Uma análise majoritária no partido é de que a decisão do ministro da Defesa, o general Paulo Sérgio Nogueira de Oliveira, jogou água na fogueira ao retirar o general Heber Portella da Comissão de Transparência Eleitoral do TSE e centralizar nele próprio a interlocução com a Justiça Eleitoral.
A leitura petista é a seguinte: Portella, um general de três estrelas, tem interesse em agradar Bolsonaro para receber a quarta. Além disso, ao requisitar para si a interlocução, o ministro levou a discussão para o âmbito do governo e blindou institucionalmente as Forças Armadas.
Para os conselheiros de Lula, mais do que dar um golpe para Bolsonaro, os militares desejam tutelar o processo eleitoral e todo o sistema democrático brasileiro. Algo que, ao ver deles, já vinha ocorrendo desde o governo Michel Temer, quando o comandante do Exército, general Eduardo Villas Bôas, foi às redes sociais em 2018 para opinar sobre a concessão de um habeas corpus a Lula pelo STF.

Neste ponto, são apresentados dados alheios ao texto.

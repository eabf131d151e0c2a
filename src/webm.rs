//! Parser for the WebM (Matroska) Cues index, yielding one `SegmentReference` per cue point.
//! The init segment supplies the Segment payload offset, timecode scale and duration; the index
//! fetch supplies the Cues element itself.

use std::sync::Arc;

use url::Url;

use crate::ebml::{EbmlElement, EbmlParser};
use crate::media::segment::{InitSegmentReference, SegmentReference};
use crate::{Error, Result};

pub const EBML_ID: u64 = 0x1A45_DFA3;
pub const SEGMENT_ID: u64 = 0x1853_8067;
pub const INFO_ID: u64 = 0x1549_A966;
pub const TIMECODE_SCALE_ID: u64 = 0x2A_D7B1;
pub const DURATION_ID: u64 = 0x4489;
pub const CUES_ID: u64 = 0x1C53_BB6B;
pub const CUE_POINT_ID: u64 = 0xBB;
pub const CUE_TIME_ID: u64 = 0xB3;
pub const CUE_TRACK_POSITIONS_ID: u64 = 0xB7;
pub const CUE_CLUSTER_POSITION_ID: u64 = 0xF1;

/// Matroska's default timecode scale, in nanoseconds per timecode unit.
const DEFAULT_TIMECODE_SCALE: u64 = 1_000_000;

#[derive(Clone)]
pub struct WebmContext {
    pub uris: Vec<Url>,
    pub init_segment: Option<Arc<InitSegmentReference>>,
    pub timestamp_offset: f64,
    pub append_window_start: f64,
    pub append_window_end: f64,
}

struct SegmentInfo {
    /// Offset of the Segment payload within the init data; cluster positions are relative to it.
    segment_offset: u64,
    /// Seconds per timecode unit.
    timecode_scale: f64,
    /// Presentation duration in seconds.
    duration: f64,
}

/// Parse the Cues of a WebM container. `init_data` covers the init segment (EBML header,
/// Segment, Info); `cues_data` covers the fetched index range.
pub fn parse(cues_data: &[u8], init_data: &[u8], context: &WebmContext) -> Result<Vec<SegmentReference>> {
    let info = parse_init(init_data)?;

    let mut parser = EbmlParser::new(cues_data);
    let cues = find_element(&mut parser, CUES_ID).ok_or(Error::WebmCuesElementMissing)?;
    parse_cues(&cues, &info, context)
}

fn parse_init(init_data: &[u8]) -> Result<SegmentInfo> {
    let mut parser = EbmlParser::new(init_data);
    let ebml = parser.parse_element()?;
    if ebml.id != EBML_ID {
        return Err(Error::WebmEbmlHeaderElementMissing);
    }
    let segment = find_element(&mut parser, SEGMENT_ID).ok_or(Error::WebmSegmentElementMissing)?;
    let segment_offset = segment.offset as u64;

    let mut segment_parser = segment.create_parser();
    let info = find_element(&mut segment_parser, INFO_ID).ok_or(Error::WebmInfoElementMissing)?;

    let mut timecode_scale_ns = DEFAULT_TIMECODE_SCALE;
    let mut duration_units: Option<f64> = None;
    let mut info_parser = info.create_parser();
    while info_parser.has_more_data() {
        let child = info_parser.parse_element()?;
        match child.id {
            TIMECODE_SCALE_ID => timecode_scale_ns = child.get_uint()?,
            DURATION_ID => duration_units = Some(child.get_float()?),
            _ => {}
        }
    }
    let duration_units = duration_units.ok_or(Error::WebmDurationElementMissing)?;
    let timecode_scale = timecode_scale_ns as f64 / 1e9;
    Ok(SegmentInfo {
        segment_offset,
        timecode_scale,
        duration: duration_units * timecode_scale,
    })
}

fn parse_cues(
    cues: &EbmlElement,
    info: &SegmentInfo,
    context: &WebmContext,
) -> Result<Vec<SegmentReference>> {
    // (time in seconds, byte offset of the cluster)
    let mut cue_points: Vec<(f64, u64)> = Vec::new();

    let mut parser = cues.create_parser();
    while parser.has_more_data() {
        let element = parser.parse_element()?;
        if element.id != CUE_POINT_ID {
            continue;
        }
        let mut time: Option<u64> = None;
        let mut position: Option<u64> = None;
        let mut point_parser = element.create_parser();
        while point_parser.has_more_data() {
            let child = point_parser.parse_element()?;
            match child.id {
                CUE_TIME_ID => time = Some(child.get_uint()?),
                CUE_TRACK_POSITIONS_ID if position.is_none() => {
                    let mut positions_parser = child.create_parser();
                    while positions_parser.has_more_data() {
                        let pos = positions_parser.parse_element()?;
                        if pos.id == CUE_CLUSTER_POSITION_ID {
                            position = Some(pos.get_uint()?);
                            break;
                        }
                    }
                }
                _ => {}
            }
        }
        let time = time.ok_or(Error::WebmCueTimeElementMissing)?;
        let position = position.ok_or(Error::WebmCueTrackPositionsElementMissing)?;
        cue_points.push((time as f64 * info.timecode_scale, info.segment_offset + position));
    }

    if cue_points.is_empty() {
        return Err(Error::WebmCuesElementMissing);
    }

    let mut references = Vec::with_capacity(cue_points.len());
    for (i, (start, start_byte)) in cue_points.iter().enumerate() {
        let next = cue_points.get(i + 1);
        let end_time = next.map_or(info.duration, |(t, _)| *t);
        let end_byte = next.map(|(_, b)| *b - 1);
        references.push(SegmentReference::new(
            start + context.timestamp_offset,
            end_time + context.timestamp_offset,
            context.uris.clone(),
            *start_byte,
            end_byte,
            context.init_segment.clone(),
            context.timestamp_offset,
            context.append_window_start,
            context.append_window_end,
        ));
    }
    Ok(references)
}

fn find_element<'a>(parser: &mut EbmlParser<'a>, id: u64) -> Option<EbmlElement<'a>> {
    while parser.has_more_data() {
        match parser.parse_element() {
            Ok(element) if element.id == id => return Some(element),
            Ok(_) => continue,
            Err(_) => return None,
        }
    }
    None
}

O ministro Luís Roberto Barroso, ainda conforme petistas, agiu exatamente como desejam os fardados ao chamá-los a compor tal comissão de transparência eleitoral. Para piorar, Barroso em seguida criticou os militares em uma palestra no exterior.
O PT tem atualmente poucos aliados com trânsito entre os militares de alta patente da ativa. Um deles é o ex-ministro da Defesa Nelson Jobim, que algumas semanas atrás garantiu a Lula não haver risco de intervenção militar caso ele vença as eleições.

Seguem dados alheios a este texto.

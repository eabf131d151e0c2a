//! The DASH orchestrator: resolves the manifest URL through the operator API, fetches and parses
//! the MPD, walks Period/AdaptationSet/Representation building the stream map and the
//! presentation, and schedules refreshes whose cadence follows `minimumUpdatePeriod` adjusted by
//! an EWMA of observed refresh latency.

pub mod clock;
pub mod content_protection;
pub mod context;
pub mod segment_base;
pub mod segment_list;
pub mod segment_template;
pub mod source;
pub mod template;

use std::collections::{HashMap, HashSet};
use std::time::Instant;

use chrono::Utc;
use tracing::{debug, info, warn};
use url::Url;

use crate::config::RelayConfig;
use crate::dash::content_protection::ProtectionContext;
use crate::dash::context::{Context, InheritanceFrame, PeriodInfo};
use crate::dash::source::SegmentIndexSource;
use crate::fetch::{self, HttpClient};
use crate::media::combiner::{self, PeriodStreams};
use crate::media::timeline::PresentationTimeline;
use crate::media::{ContentType, Presentation, Stream, StreamKey, VideoRange};
use crate::mpd;
use crate::{Error, Result};

/// Floor for the refresh timer, seconds.
pub const MIN_UPDATE_PERIOD: f64 = 3.0;

const ROLE_SCHEME: &str = "urn:mpeg:dash:role:2011";
const TRICKMODE_SCHEME: &str = "http://dashif.org/guidelines/trickmode";
const THUMBNAIL_SCHEME: &str = "http://dashif.org/guidelines/thumbnail_tile";
const CICP_TRANSFER_SCHEME: &str = "urn:mpeg:mpegB:cicp:TransferCharacteristics";

/// Resolve a possibly-relative path against every BaseURL candidate.
pub(crate) fn resolve_uris(base_urls: &[Url], path: &str) -> Vec<Url> {
    if let Ok(absolute) = Url::parse(path) {
        return vec![absolute];
    }
    base_urls.iter().filter_map(|base| base.join(path).ok()).collect()
}

/// Exponentially-weighted moving average with zero-bias correction, used to estimate manifest
/// refresh latency.
#[derive(Debug, Clone)]
pub struct Ewma {
    alpha: f64,
    estimate: f64,
    total_weight: f64,
}

impl Ewma {
    /// `half_life` is the number of samples after which a sample's weight halves.
    pub fn new(half_life: f64) -> Self {
        Ewma {
            alpha: (0.5f64).powf(1.0 / half_life),
            estimate: 0.0,
            total_weight: 0.0,
        }
    }

    pub fn sample(&mut self, value: f64) {
        self.estimate = self.alpha * self.estimate + (1.0 - self.alpha) * value;
        self.total_weight = self.alpha * self.total_weight + (1.0 - self.alpha);
    }

    pub fn estimate(&self) -> f64 {
        if self.total_weight == 0.0 {
            return 0.0;
        }
        self.estimate / self.total_weight
    }
}

#[derive(Debug, Clone, Copy, PartialEq, Eq)]
pub enum ServiceState {
    Idle,
    Starting,
    Live,
    Refreshing,
    Stopping,
    Stopped,
}

pub struct ManifestService {
    config: RelayConfig,
    client: HttpClient,
    state: ServiceState,
    manifest_uri: Option<Url>,
    /// Unix seconds after which the manifest URL must be re-resolved through the operator API.
    expire_time: i64,
    /// Set when the manifest URL was (re-)resolved; the saver couples this to key acquisition.
    pub manifest_expired: bool,
    /// `minimumUpdatePeriod` in seconds; -1 when the manifest does not carry one.
    update_period: f64,
    ewma: Ewma,
    streams: HashMap<StreamKey, Stream>,
    presentation: Option<Presentation>,
    next_stream_id: u64,
    clock_synced: bool,
}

O próprio ex-presidente age com muita cautela na interlocução com os militares. Ele não quer dar a impressão de que está pedindo autorização para tomar posse, caso eleito, e desta forma amplificar ainda mais a tutela dos fardados.
O fato é que a relação entre o PT e os militares nunca foi boa. Na semana passada, o próprio Lula admitiu em um discurso na Unicamp que, apenas 10 dias antes de tomar posse em 2003, ainda não tinha escolhido os comandantes militares.

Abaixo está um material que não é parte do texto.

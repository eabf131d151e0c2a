// Tests for manifest parsing and the semantic model built from it.
//
// To run these tests while enabling printing to stdout/stderr
//
//    cargo test --test parsing -- --show-output

pub mod common;

use common::{parse_into_service, setup_logging, test_base_url};
use dash_hls_relay::dash::source::SegmentIndexSource;
use dash_hls_relay::{ErrorCode, parse};

#[tokio::test]
async fn test_static_single_period_number_template() -> anyhow::Result<()> {
    setup_logging();
    // one audio and one video representation, SegmentTemplate with $Number$
    let xml = r#"<MPD type="static" minBufferTime="PT2S">
      <Period id="p0" duration="PT30S">
        <AdaptationSet contentType="audio" mimeType="audio/mp4" lang="en">
          <SegmentTemplate media="audio/seg_$Number$.m4s" initialization="audio/init.mp4"
                           timescale="1" duration="6" startNumber="1"/>
          <Representation id="a1" bandwidth="128000" codecs="mp4a.40.2" audioSamplingRate="48000"/>
        </AdaptationSet>
        <AdaptationSet contentType="video" mimeType="video/mp4">
          <SegmentTemplate media="video/seg_$Number$.m4s" initialization="video/init.mp4"
                           timescale="1" duration="6" startNumber="1"/>
          <Representation id="v1" bandwidth="2000000" codecs="avc1.64001f"
                          width="1280" height="720" frameRate="30"/>
        </AdaptationSet>
      </Period>
    </MPD>"#;
    let mut service = parse_into_service(xml).await?;

    let presentation = service.presentation().expect("a presentation");
    assert_eq!(presentation.variants.len(), 1);
    assert!(!presentation.timeline.is_live());
    assert_eq!(presentation.min_buffer_time, 2.0);

    let variant = presentation.variants[0].clone();
    assert_eq!(variant.language, "en");
    assert_eq!(variant.bandwidth, 2_128_000);

    for (member, prefix) in [
        (variant.audio.members[0].clone(), "audio"),
        (variant.video.members[0].clone(), "video"),
    ] {
        let client = service.client().clone();
        let stream = service.streams_mut().get_mut(&member).expect("stream in map");
        stream.create_segment_index(&client).await?;
        let index = stream.segment_index.as_ref().unwrap();
        assert_eq!(index.len(), 5);
        let starts: Vec<f64> = index.references().iter().map(|r| r.start_time).collect();
        assert_eq!(starts, vec![0.0, 6.0, 12.0, 18.0, 24.0]);
        for (i, reference) in index.references().iter().enumerate() {
            let expected = format!("http://cdn.example.com/live/{prefix}/seg_{}.m4s", i + 1);
            assert_eq!(reference.uris()[0].as_str(), expected);
            let init = reference.init_segment.as_ref().expect("an init segment");
            assert_eq!(
                init.uris[0].as_str(),
                format!("http://cdn.example.com/live/{prefix}/init.mp4")
            );
        }
    }
    Ok(())
}

#[tokio::test]
async fn test_presentation_delay_default() -> anyhow::Result<()> {
    setup_logging();
    let xml = r#"<MPD type="static" minBufferTime="PT4S" mediaPresentationDuration="PT30S">
      <Period id="p0" duration="PT30S">
        <AdaptationSet contentType="video" mimeType="video/mp4">
          <SegmentTemplate media="seg_$Number$.m4s" timescale="1" duration="6"/>
          <Representation id="v1" bandwidth="1000" codecs="avc1.64001f"/>
        </AdaptationSet>
        <AdaptationSet contentType="audio" mimeType="audio/mp4" lang="en">
          <SegmentTemplate media="a_$Number$.m4s" timescale="1" duration="6"/>
          <Representation id="a1" bandwidth="100" codecs="mp4a.40.2"/>
        </AdaptationSet>
      </Period>
    </MPD>"#;
    let service = parse_into_service(xml).await?;
    let presentation = service.presentation().unwrap();
    // no suggestedPresentationDelay: defaults to 1.5 x minBufferTime
    assert_eq!(presentation.timeline.presentation_delay(), 6.0);
    assert_eq!(presentation.timeline.duration(), 30.0);
    Ok(())
}

#[tokio::test]
async fn test_duplicate_representation_ids_in_dynamic_manifest() {
    setup_logging();
    let xml = r#"<MPD type="dynamic" availabilityStartTime="2024-03-01T00:00:00Z" minimumUpdatePeriod="PT6S">
      <Period id="p0" start="PT0S" duration="PT60S">
        <AdaptationSet contentType="audio" mimeType="audio/mp4" lang="en">
          <SegmentTemplate media="a_$Number$.m4s" timescale="1" duration="6"/>
          <Representation id="r1" bandwidth="100" codecs="mp4a.40.2"/>
        </AdaptationSet>
        <AdaptationSet contentType="video" mimeType="video/mp4">
          <SegmentTemplate media="v_$Number$.m4s" timescale="1" duration="6"/>
          <Representation id="r1" bandwidth="1000" codecs="avc1.64001f"/>
        </AdaptationSet>
      </Period>
    </MPD>"#;
    let mut service = common::offline_service();
    let err = service
        .parse_manifest(xml, &test_base_url())
        .await
        .unwrap_err();
    assert_eq!(err.code(), ErrorCode::DashDuplicateRepresentationId);
}

#[tokio::test]
async fn test_unrecognized_essential_property_drops_adaptation_set() {
    setup_logging();
    // the only AdaptationSet carries an EssentialProperty we don't understand: it is dropped
    // silently, which leaves the period empty
    let xml = r#"<MPD type="static">
      <Period id="p0" duration="PT30S">
        <AdaptationSet contentType="video" mimeType="video/mp4">
          <EssentialProperty schemeIdUri="urn:example:custom:scheme" value="1"/>
          <SegmentTemplate media="seg_$Number$.m4s" timescale="1" duration="6"/>
          <Representation id="v1" bandwidth="1000" codecs="avc1.64001f"/>
        </AdaptationSet>
      </Period>
    </MPD>"#;
    let mut service = common::offline_service();
    let err = service
        .parse_manifest(xml, &test_base_url())
        .await
        .unwrap_err();
    assert_eq!(err.code(), ErrorCode::DashEmptyPeriod);
}

#[tokio::test]
async fn test_text_stream_without_segment_source_is_allowed() -> anyhow::Result<()> {
    setup_logging();
    let xml = r#"<MPD type="static">
      <Period id="p0" duration="PT30S">
        <AdaptationSet contentType="audio" mimeType="audio/mp4" lang="en">
          <SegmentTemplate media="a_$Number$.m4s" timescale="1" duration="6"/>
          <Representation id="a1" bandwidth="100" codecs="mp4a.40.2"/>
        </AdaptationSet>
        <AdaptationSet contentType="video" mimeType="video/mp4">
          <SegmentTemplate media="v_$Number$.m4s" timescale="1" duration="6"/>
          <Representation id="v1" bandwidth="1000" codecs="avc1.64001f"/>
        </AdaptationSet>
        <AdaptationSet contentType="text" mimeType="text/vtt" lang="en">
          <Representation id="t1" bandwidth="500"/>
        </AdaptationSet>
      </Period>
    </MPD>"#;
    let mut service = common::offline_service();
    service.parse_manifest(xml, &test_base_url()).await?;
    let presentation = service.presentation().unwrap();
    assert_eq!(presentation.text_streams.len(), 1);
    let key = presentation.text_streams[0].members[0].clone();
    let stream = service.streams_mut().get(&key).unwrap();
    assert!(matches!(stream.index_source, SegmentIndexSource::TextInline));
    Ok(())
}

#[tokio::test]
async fn test_period_without_id_gets_synthetic_name() -> anyhow::Result<()> {
    setup_logging();
    let xml = r#"<MPD type="static">
      <Period duration="PT30S">
        <AdaptationSet contentType="video" mimeType="video/mp4">
          <SegmentTemplate media="v_$Number$.m4s" timescale="1" duration="6"/>
          <Representation id="v1" bandwidth="1000" codecs="avc1.64001f"/>
        </AdaptationSet>
      </Period>
    </MPD>"#;
    let mut service = common::offline_service();
    service.parse_manifest(xml, &test_base_url()).await?;
    let keys: Vec<_> = service.streams_mut().keys().cloned().collect();
    assert_eq!(keys[0].0, "__sp_period_0");
    Ok(())
}

#[test]
fn test_root_element_validation() {
    let err = parse("<Playlist></Playlist>").unwrap_err();
    assert_eq!(err.code(), ErrorCode::DashInvalidXml);
}

#[tokio::test]
async fn test_hdr_signalling() -> anyhow::Result<()> {
    setup_logging();
    let xml = r#"<MPD type="static">
      <Period id="p0" duration="PT30S">
        <AdaptationSet contentType="video" mimeType="video/mp4">
          <SupplementalProperty schemeIdUri="urn:mpeg:mpegB:cicp:TransferCharacteristics" value="16"/>
          <SegmentTemplate media="v_$Number$.m4s" timescale="1" duration="6"/>
          <Representation id="v1" bandwidth="1000" codecs="hvc1.2.4.L123"/>
        </AdaptationSet>
      </Period>
    </MPD>"#;
    let mut service = common::offline_service();
    service.parse_manifest(xml, &test_base_url()).await?;
    let stream = service
        .streams_mut()
        .get(&("p0".to_string(), "v1".to_string()))
        .unwrap();
    assert_eq!(stream.video_range, Some(dash_hls_relay::media::VideoRange::Pq));
    Ok(())
}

Ao longo de seus dois mandatos, o ex-presidente buscou aproximações com as Forças Armadas. Foi Lula quem bancou a missão brasileira no Haiti, a maior operação militar do Exército brasileiro desde a Segunda Guerra Mundial. E foi pessoalmente até o país caribenho, cercado de astros do futebol, para promover o Jogo da Paz entre Brasil e Haiti.
Também foi Lula quem abriu o caminho para colocar um ponto final na novela da compra dos caças da Força Aérea, que se arrastava desde a década de 1990, e aportou recursos no projeto do submarino nuclear da Marinha.
O PT se apoia em tudo isso para acreditar que o rechaço de setores fardados a Lula e ao partido se deve muito a preconceitos criados na Guerra Fria e ao ranço golpista e tutelador entranhado nas Forças Armadas desde a formação da República. Alguns militares chegaram a interpretar os agrados de Lula como uma conspiração gramsciana com o objetivo de inocular divisões ideológicas no seio da corporação.
Embora não acreditem no sucesso do golpe, os interlocutores de Lula não descartam a possibilidade de episódios de violência, badernas e arruaças, espontâneas ou não, que possam levar à necessidade de intervenção armada. Um deles me alertou que toda crise tem regras próprias e que hoje vivemos várias delas: econômica, institucional, social, internacional.
Uma leitura corrente no partido é a de que a sanha golpista do presidente tem três objetivos: criar uma cortina de fumaça para impedir o debate sobre problemas reais como a inflação e o desemprego, manter sua tropa unida tanto para a disputa eleitoral quanto para um eventual futuro político de oposição a Lula e amedrontar e reduzir a intensidade da campanha petista.
Também é majoritária no PT a leitura de que, se perder a eleição, Bolsonaro não irá passar a faixa a Lula, vai sabotar o processo de transição governamental, e os milhares de militares alocados em cargos de confiança vão deixar o governo antes da posse do petista para fugir da humilhação de serem exonerados.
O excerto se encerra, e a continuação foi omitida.